WORK REQUEST: Each line of the records below that holds "default" should be copied out.

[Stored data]
[Start of Attachment]

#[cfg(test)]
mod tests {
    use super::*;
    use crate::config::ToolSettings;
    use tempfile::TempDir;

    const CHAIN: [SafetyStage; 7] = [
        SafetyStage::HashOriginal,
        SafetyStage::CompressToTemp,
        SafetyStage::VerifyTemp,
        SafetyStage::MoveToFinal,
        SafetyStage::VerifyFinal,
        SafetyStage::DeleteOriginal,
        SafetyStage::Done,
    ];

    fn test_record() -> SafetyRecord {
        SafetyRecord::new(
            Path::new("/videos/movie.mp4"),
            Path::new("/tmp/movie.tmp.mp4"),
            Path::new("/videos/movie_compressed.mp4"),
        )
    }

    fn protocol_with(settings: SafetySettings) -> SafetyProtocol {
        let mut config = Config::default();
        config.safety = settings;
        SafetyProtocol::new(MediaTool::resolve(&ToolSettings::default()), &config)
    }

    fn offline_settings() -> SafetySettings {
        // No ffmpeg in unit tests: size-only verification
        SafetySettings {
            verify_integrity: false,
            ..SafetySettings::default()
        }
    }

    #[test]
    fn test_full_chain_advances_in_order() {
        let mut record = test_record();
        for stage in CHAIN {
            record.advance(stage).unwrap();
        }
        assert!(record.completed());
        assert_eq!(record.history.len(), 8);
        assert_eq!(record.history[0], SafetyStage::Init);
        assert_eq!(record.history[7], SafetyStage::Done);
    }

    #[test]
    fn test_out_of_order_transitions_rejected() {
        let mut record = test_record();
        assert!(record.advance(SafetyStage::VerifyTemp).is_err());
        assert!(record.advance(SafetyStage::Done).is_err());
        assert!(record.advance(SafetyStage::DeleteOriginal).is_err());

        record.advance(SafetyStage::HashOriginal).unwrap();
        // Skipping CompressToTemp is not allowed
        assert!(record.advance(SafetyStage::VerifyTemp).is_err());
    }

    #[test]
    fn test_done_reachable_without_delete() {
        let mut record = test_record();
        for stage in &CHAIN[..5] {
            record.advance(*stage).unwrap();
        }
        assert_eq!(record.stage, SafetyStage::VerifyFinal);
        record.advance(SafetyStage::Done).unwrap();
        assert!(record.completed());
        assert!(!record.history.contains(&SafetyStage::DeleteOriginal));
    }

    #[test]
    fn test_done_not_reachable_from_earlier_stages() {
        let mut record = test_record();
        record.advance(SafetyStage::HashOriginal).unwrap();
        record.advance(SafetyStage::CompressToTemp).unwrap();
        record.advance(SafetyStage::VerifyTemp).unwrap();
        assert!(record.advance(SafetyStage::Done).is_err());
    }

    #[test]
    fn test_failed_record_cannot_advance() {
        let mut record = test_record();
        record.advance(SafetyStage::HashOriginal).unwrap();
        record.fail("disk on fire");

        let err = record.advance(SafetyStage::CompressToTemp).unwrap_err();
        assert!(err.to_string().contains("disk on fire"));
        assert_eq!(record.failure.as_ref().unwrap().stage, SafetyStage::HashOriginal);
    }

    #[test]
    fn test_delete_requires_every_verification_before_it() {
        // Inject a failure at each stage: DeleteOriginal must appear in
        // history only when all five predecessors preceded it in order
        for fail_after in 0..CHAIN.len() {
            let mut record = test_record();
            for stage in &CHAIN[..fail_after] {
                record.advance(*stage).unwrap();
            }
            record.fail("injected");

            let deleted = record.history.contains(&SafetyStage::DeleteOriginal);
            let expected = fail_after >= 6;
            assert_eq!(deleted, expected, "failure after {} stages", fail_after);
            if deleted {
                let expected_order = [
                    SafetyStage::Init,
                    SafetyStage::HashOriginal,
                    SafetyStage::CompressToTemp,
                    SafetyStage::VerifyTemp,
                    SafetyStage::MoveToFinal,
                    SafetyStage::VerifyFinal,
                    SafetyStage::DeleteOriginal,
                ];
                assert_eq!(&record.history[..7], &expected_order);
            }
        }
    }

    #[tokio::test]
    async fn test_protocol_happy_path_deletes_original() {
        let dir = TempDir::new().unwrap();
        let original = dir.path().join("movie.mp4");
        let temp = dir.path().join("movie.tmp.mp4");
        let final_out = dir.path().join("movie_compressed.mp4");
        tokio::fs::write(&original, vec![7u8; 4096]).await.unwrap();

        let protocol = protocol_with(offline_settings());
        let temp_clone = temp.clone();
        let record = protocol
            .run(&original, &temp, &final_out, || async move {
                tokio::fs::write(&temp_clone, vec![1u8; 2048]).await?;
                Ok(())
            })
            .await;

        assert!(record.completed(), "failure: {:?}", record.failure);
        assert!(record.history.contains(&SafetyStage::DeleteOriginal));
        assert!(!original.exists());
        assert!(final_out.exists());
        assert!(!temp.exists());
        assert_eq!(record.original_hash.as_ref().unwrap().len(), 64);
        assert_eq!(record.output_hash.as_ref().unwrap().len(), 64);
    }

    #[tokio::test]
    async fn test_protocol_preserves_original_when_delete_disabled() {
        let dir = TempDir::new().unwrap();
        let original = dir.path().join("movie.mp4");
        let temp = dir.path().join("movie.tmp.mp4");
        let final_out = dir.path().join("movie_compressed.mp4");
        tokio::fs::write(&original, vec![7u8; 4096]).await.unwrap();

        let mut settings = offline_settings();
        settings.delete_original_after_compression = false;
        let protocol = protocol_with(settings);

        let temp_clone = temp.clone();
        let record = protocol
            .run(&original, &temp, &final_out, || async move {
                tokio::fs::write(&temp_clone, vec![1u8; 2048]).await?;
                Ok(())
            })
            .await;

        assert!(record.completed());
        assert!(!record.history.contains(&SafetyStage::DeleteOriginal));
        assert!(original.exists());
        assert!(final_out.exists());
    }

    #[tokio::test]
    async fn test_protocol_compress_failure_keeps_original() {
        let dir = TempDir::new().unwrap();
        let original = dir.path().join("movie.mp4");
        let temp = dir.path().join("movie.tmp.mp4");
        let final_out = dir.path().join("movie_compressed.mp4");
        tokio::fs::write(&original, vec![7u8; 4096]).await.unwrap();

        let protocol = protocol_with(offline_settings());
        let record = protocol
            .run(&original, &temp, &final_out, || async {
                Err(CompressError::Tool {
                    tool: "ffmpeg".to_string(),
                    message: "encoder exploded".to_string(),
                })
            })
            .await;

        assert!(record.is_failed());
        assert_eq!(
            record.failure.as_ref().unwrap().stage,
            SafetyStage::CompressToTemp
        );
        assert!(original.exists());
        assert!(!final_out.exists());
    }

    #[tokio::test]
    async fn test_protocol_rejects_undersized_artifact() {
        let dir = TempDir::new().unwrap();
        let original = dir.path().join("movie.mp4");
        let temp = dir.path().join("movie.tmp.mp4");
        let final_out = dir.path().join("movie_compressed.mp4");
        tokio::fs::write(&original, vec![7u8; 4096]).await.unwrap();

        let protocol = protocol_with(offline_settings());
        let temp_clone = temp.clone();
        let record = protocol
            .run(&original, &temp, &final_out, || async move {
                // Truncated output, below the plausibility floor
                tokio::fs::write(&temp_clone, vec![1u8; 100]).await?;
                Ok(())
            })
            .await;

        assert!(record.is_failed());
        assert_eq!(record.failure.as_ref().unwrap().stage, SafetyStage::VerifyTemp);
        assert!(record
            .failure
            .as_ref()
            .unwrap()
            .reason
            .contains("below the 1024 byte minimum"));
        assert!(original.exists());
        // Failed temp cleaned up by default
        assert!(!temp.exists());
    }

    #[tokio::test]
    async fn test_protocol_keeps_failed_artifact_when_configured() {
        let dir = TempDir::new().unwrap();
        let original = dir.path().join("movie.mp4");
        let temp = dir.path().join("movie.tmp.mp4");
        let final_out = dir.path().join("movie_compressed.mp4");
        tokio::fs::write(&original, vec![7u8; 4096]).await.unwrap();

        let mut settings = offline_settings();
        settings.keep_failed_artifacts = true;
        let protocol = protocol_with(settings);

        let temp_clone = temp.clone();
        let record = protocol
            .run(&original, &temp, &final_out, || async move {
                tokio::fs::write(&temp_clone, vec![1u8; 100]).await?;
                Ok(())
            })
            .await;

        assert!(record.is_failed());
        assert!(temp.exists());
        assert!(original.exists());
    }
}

[End of Attachment]

EXPECTED ANSWER:
        let mut config = Config::default();
        SafetyProtocol::new(MediaTool::resolve(&ToolSettings::default()), &config)
            ..SafetySettings::default()
        // Failed temp cleaned up by default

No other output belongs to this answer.